By measuring serum insulin and C-peptide tests. An elevated serum insulin level without an appropriately elevated C-peptide level suggests exogenous insulin administration.

24
Q

What is the relationship between Angiotensin-converting enzyme (ACE) inhibitors and potassium ?

A

ACE inhibitors, inhibit renal potassium excretion, which can improve some of the hypokalemia that thiazide and loop diuretics can cause. However, ACE inhibitors can lead to lethal hyperkalemia in patients with renal insufficiency who are taking potassium supplements or potassium-sparing diuretics.

25
Q

Why does potassium is essential to the human body?

A

Potassium is essential for:

  • Transmission of nerve impulses.
  • Contraction of cardiac muscle.
  • Maintenance of intracellular tonicity, skeletal and smooth muscles.
  • Maintenance of normal renal function.
26
Q

How should KCl tablets be taken ?

A

Any of these forms may irritate the stomach and cause vomiting; consequently, they should be taken with food or after meals to minimize gastrointestinal discomfort.

27
Q

How to interpret urine K:Cr ratio in the settings of hypokalemia?

A

Urine K:Cr should be less than 1 in setting of hypokalemia.
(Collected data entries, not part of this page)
use anyhow::{Context as _, Result};
use keynesis::key::ed25519;
use std::{path::PathBuf, sync::Arc};
use strand_lib::{Entropy, PeerAddress};
use strand_network::{SecureChannel, TcpTransport, Transport as _, Upgrade};
use strandd::{peers, secret::Secret, Config};
use structopt::StructOpt;
use tracing::Level;
use tracing_subscriber::FmtSubscriber;

#[derive(StructOpt, Debug)]
struct Args {
    /// set log levels
    ///
    /// useful for trying to debug some operations happening
    /// while executing some of the commands
    #[structopt(long = "log-level", default_value = "warn", global = true)]
    log_level: Level,

    #[structopt(subcommand)]
    cmd: Command,
}

#[derive(Debug, StructOpt)]
enum Command {
    /// print the default configuration to the standard output
    DefaultConfig,

    /// generate a new keypair
    GenerateNewKey {
        /// path of the file to store the entropy in
        ///
        /// if no value is given, this value will be asked during the
        /// generation time
        #[structopt(long = "entropy-output")]
        entropy: Option<PathBuf>,

        /// set the password instead of having the problem prompted for it
        ///
        #[structopt(long = "password", env = "STRANDD_PASSWORD", hide_env_values = true)]
        password: Option<String>,
    },

    /// print the address other peers can dial this node at
    PeerAddress {
        /// set the password instead of having the problem prompted for it
        ///
        #[structopt(long = "password", env = "STRANDD_PASSWORD", hide_env_values = true)]
        password: Option<String>,

        /// path of the configuration file of the node
        #[structopt(long = "config")]
        config: PathBuf,
    },

    /// ask a peer for the addresses of its peers
    ListPeers {
        /// set the password instead of having the problem prompted for it
        ///
        #[structopt(long = "password", env = "STRANDD_PASSWORD", hide_env_values = true)]
        password: Option<String>,

        /// path of the configuration file of the node
        #[structopt(long = "config")]
        config: PathBuf,

        /// the address of the peer to ask
        peer: PeerAddress,
    },
}

#[tokio::main]
async fn main() {
    let args = Args::from_args();

    let subscriber = FmtSubscriber::builder()
        .with_max_level(args.log_level)
        .finish();
    if let Err(error) = tracing::subscriber::set_global_default(subscriber) {
        eprintln!("setting default subscriber failed: {}", error);
    }

    let result = match args.cmd {
        Command::DefaultConfig => default_config()
            .await
            .context("Cannot generate default configuration"),
        Command::GenerateNewKey { entropy, password } => generate_new_key(entropy, password)
            .await
            .context("Cannot generate new key"),
        Command::PeerAddress { password, config } => peer_address(password, config)
            .await
            .context("Cannot make the peer address"),
        Command::ListPeers {
            password,
            config,
            peer,
        } => list_peers(password, config, peer)
            .await
            .context("Cannot list the peers"),
    };

    if let Err(error) = result {
        eprintln!("{:#?}", error);
        std::process::exit(1);
    }
}

async fn default_config() -> Result<()> {
    println!("{}", Config::EXAMPLE);
    Ok(())
}

fn load_secret(password: Option<String>, config: PathBuf) -> Result<(Config, Secret)> {
    let mut config = Config::from_file(config)?;

    if password.is_some() {
        tracing::info!("using password from environment or command line parameter");
    }
    config.secret.password = password;

    let secret = Secret::new(config.secret.clone()).context("Cannot retrieve the node's secret")?;

    Ok((config, secret))
}

async fn peer_address(password: Option<String>, config: PathBuf) -> Result<()> {
    let (config, secret) = load_secret(password, config)?;

    let address = config
        .network
        .listen_address
        .without_public_key()
        .with_public_key(secret.public());

    println!("{}", address);

    Ok(())
}

async fn list_peers(password: Option<String>, config: PathBuf, peer: PeerAddress) -> Result<()> {
    let (config, secret) = load_secret(password, config)?;

    let mut transport = TcpTransport::new().with_config(config.network.transport());
    if config.network.secure_channel {
        let secure = SecureChannel::new(secret.into_secret_key());
        transport = transport.with_upgrade(Upgrade::SecureChannel(Arc::new(secure)));
    }

    let mut connection = transport
        .dial(&peer)
        .await
        .with_context(|| format!("Cannot connect to {}", peer))?;
    println!("connected ({})", connection.resolution());

    let addresses = peers::request_peers(&mut connection).await?;
    connection.close().await?;

    for address in addresses {
        println!("{}", address);
    }

    Ok(())
}

async fn generate_new_key(entropy_output: Option<PathBuf>, password: Option<String>) -> Result<()> {
    println!("Generating new entropy to use as part of the seed for the new key");
    let entropy = Entropy::generate(rand::thread_rng());

    let entropy_output = if let Some(entropy_output) = entropy_output {
        entropy_output
    } else {
        let s: String = dialoguer::Input::new()
            .with_prompt("Output file to store the entropy")
            .allow_empty(false)
            .with_initial_text("entropy.txt")
            .interact_text()
            .context("Failed to confirm entropy output file")?;
        PathBuf::from(s)
    };
    tracing::info!(file = ?entropy_output, "writing entropy in file");
    std::fs::write(&entropy_output, entropy.to_string())
        .with_context(|| format!("Cannot write entropy to file: {}", entropy_output.display()))?;

    let password = if let Some(password) = password {
        tracing::info!("using password from environment or command line parameter");
        password
    } else {
        dialoguer::Password::new()
            .with_confirmation(
                "Confirm new password",
                "Password mismatched, put your game together",
            )
            .allow_empty_password(false)
            .with_prompt("Enter new password")
            .interact()
            .context("Failed to confirm new password")?
    };

    println!("Generating new key... this may take some times...");

    let instant = std::time::Instant::now();
    let key: ed25519::SecretKey = entropy.derive_secret_key(&password);
    let elapsed = instant.elapsed().as_millis();
    tracing::info!(elapsed = %elapsed, "new key derived");

    println!("New private key generated successfully");
    println!("Public Identity: {}", key.public_key());

    Ok(())
}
  • If <1 consider GI loss
  • If >1 consider a renal loss
28
Q

What are the types of infusion given in hypokalemia correction?
and when to use each one ?

A
  • Potassium Chloride ( In alkalosis).
  • Potassium Bicarbonate ( In acidosis).
  • Potassium Phosphate (low phosphate).
29
Q

What is the formula of hypokalemia correction ?

A

K deficit (in mmol) = (K normal lower limit − K measured) × kg body weight × 0.4.

30
Q

What is the dose of KCl IV replacement if K level is less than 2.5 ?

A
  • 40 Meq KCl in 400 mL of NS over 4 hrs in PIV line.

- 40 Meq KCl in 200 mL of NS over 2 hrs in CVC line.

31
Q

What is the dose of KCl IV replacement if K level: 2.6 -3 ?

A
  • 30 meq KCl in 300 mL of NS over 3 hrs in PIV line.

- 30 meq KCl in 200 mL of NS over 2 hrs in CVC line.

32
Q

What is the dose of KCl IV replacement if K level: 3.1 - 3.5 ?

A
  • 20 meq KCl in 200 mL of NS over 2 hrs in PIV line.

- 20 Meq KCl in 100 mL of NS over 1 hr in CVC line.

33
Q

What is the dose of KCl IV replacement if K level is less than 2.5 and the patient has a Cr level of : > 150 umol/L (1.7 mg/dL)?

A
  • 20 meq KCl in 200 mL of NS over 2 hrs in PIV line.

- 20 meq KCl in 100 mL of NS over 1 hr in CVC line.

34
Q

What is the dose of KCl IV replacement if K level : 2.5 - 3 and the patient has a Cr level of : > 150 umol/L (1.7 mg/dL)?

A
  • 10 meq KCl in 200 mL of NS over 2 hrs in PIV line.

- 10 meq KCl in 100 mL of NS over 1 hr in CVC line.

35
Q

How to give correction of hypomagnesemia in a normal kidney function if Mg level is < 1 mg/dL (< 0.41 mol/L) ?

A

Give 4 g of Magnesium Sulphate in 250 mL of NS over 3 hours.

36
Q

How to give correction of hypomagnesemia in a normal kidney function if Mg level : 1- 1.8 mg/dL (0.41- 0.74 mol/L) ?

A

Give 2 g of Magnesium Sulphate in 100 mL of NS over 2 hours.

37
Q

How to correct hypophosphatemia in a patient with a normal kidney function if phosphate level is < 1 mg/dL (<0.32 mol/L) ?

A

Give 30 mmol (potassium/Sodium) phosphate in 500 NS over 6 hours.

38
Q

How to correct hypophosphatemia in a patient with a normal kidney function if phosphate level is : 1.1 - 2 mg/dL (0.33 - 0.64 mol/L) ?

A

Give 20 mmol (potassium/Sodium) phosphate in 250 NS over 6 hours.

39
Q

How to correct hypophosphatemia in a patient with a normal kidney function if phosphate level is : >2 mg/dL (>0.64 mol/L) ?

A

Oral phosphate replacement can be used e.g 500 mg Tab Q8hrs , or phosphate rich diet.